- [Task statement]
Check every line of the data below for "calls". Copy each one that has it.

- [Given data]
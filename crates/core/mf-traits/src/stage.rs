//! Filter stage trait for reading processing.

use mf_types::{FilterConfig, ReadingSet};

/// Lifecycle of a filter stage as driven by a host pipeline.
///
/// A stage is created once per pipeline attachment, receives batches through
/// [`FilterStage::ingest`] and forwards them onward. All calls take
/// `&mut self`: the host owns the stage and never calls it re-entrantly.
///
/// # Contract
///
/// - `ingest` forwards the batch it was given exactly once, even when the
///   stage does nothing to it.
/// - `reconfigure` replaces the stage's behaviour wholesale; nothing from the
///   previous configuration survives.
/// - `shutdown` releases everything the stage built from its configuration.
pub trait FilterStage {
    /// Processes a batch and forwards it to the stage's sink.
    fn ingest(&mut self, readings: ReadingSet);

    /// Applies new host options.
    fn reconfigure(&mut self, config: &FilterConfig);

    /// Releases the stage's state. The stage passes batches through afterwards.
    fn shutdown(&mut self);

    /// Returns the name of this stage for logging.
    fn name(&self) -> &str {
        "filter"
    }
}
//! Static description of the metadata filter for hosts.

use mf_error::{ConfigError, Result};
use mf_types::{json_kind, FilterConfig};
use serde::Serialize;
use serde_json::{Map, Value};

/// Name of the filter.
pub const FILTER_NAME: &str = "metadata";

/// Version of the host interface this filter implements.
pub const INTERFACE_VERSION: &str = "1.0.0";

/// Default configuration category declared to the host.
const DEFAULT_CONFIG: &str = r#"{
    "plugin": {
        "description": "Metadata filter plugin",
        "type": "string",
        "default": "metadata",
        "readonly": "true"
    },
    "enable": {
        "description": "A switch that can be used to enable or disable execution of the metadata filter.",
        "type": "boolean",
        "displayName": "Enabled",
        "default": "false"
    },
    "config": {
        "description": "Metadata to add to readings.",
        "type": "JSON",
        "default": "{}",
        "order": "1",
        "displayName": "Metadata to add"
    }
}"#;

/// Kind of plugin a descriptor describes.
#[derive(Debug, Clone, Copy, PartialEq, Eq, Serialize)]
#[serde(rename_all = "lowercase")]
pub enum PluginType {
    /// Pipeline filter stage
    Filter,
}

/// Process-wide, read-only description of the filter.
#[derive(Debug, Serialize)]
pub struct PluginInfo {
    pub name: &'static str,
    pub version: &'static str,
    pub flags: u32,
    pub plugin_type: PluginType,
    pub interface_version: &'static str,
    /// Default configuration category as JSON text
    pub config: &'static str,
}

static PLUGIN_INFO: PluginInfo = PluginInfo {
    name: FILTER_NAME,
    version: env!("CARGO_PKG_VERSION"),
    flags: 0,
    plugin_type: PluginType::Filter,
    interface_version: INTERFACE_VERSION,
    config: DEFAULT_CONFIG,
};

/// Returns the filter descriptor.
pub fn describe() -> &'static PluginInfo {
    &PLUGIN_INFO
}

impl PluginInfo {
    /// Parses the default configuration category.
    pub fn default_config(&self) -> Result<Map<String, Value>> {
        match serde_json::from_str(self.config) {
            Ok(Value::Object(items)) => Ok(items),
            Ok(other) => Err(ConfigError::NotAnObject(json_kind(&other).to_string()).into()),
            Err(e) => Err(ConfigError::Parse(e.to_string()).into()),
        }
    }

    /// Builds host options from the declared item defaults.
    pub fn default_filter_config(&self) -> Result<FilterConfig> {
        let items = self.default_config()?;

        let mut options = Map::new();
        for (name, item) in &items {
            if let Some(default) = item.get("default") {
                options.insert(name.clone(), default.clone());
            }
        }

        FilterConfig::from_value(&Value::Object(options))
    }
}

- [Answer area]
/// [`FilterStage::ingest`] and forwards them onward. All calls take
/// `&mut self`: the host owns the stage and never calls it re-entrantly.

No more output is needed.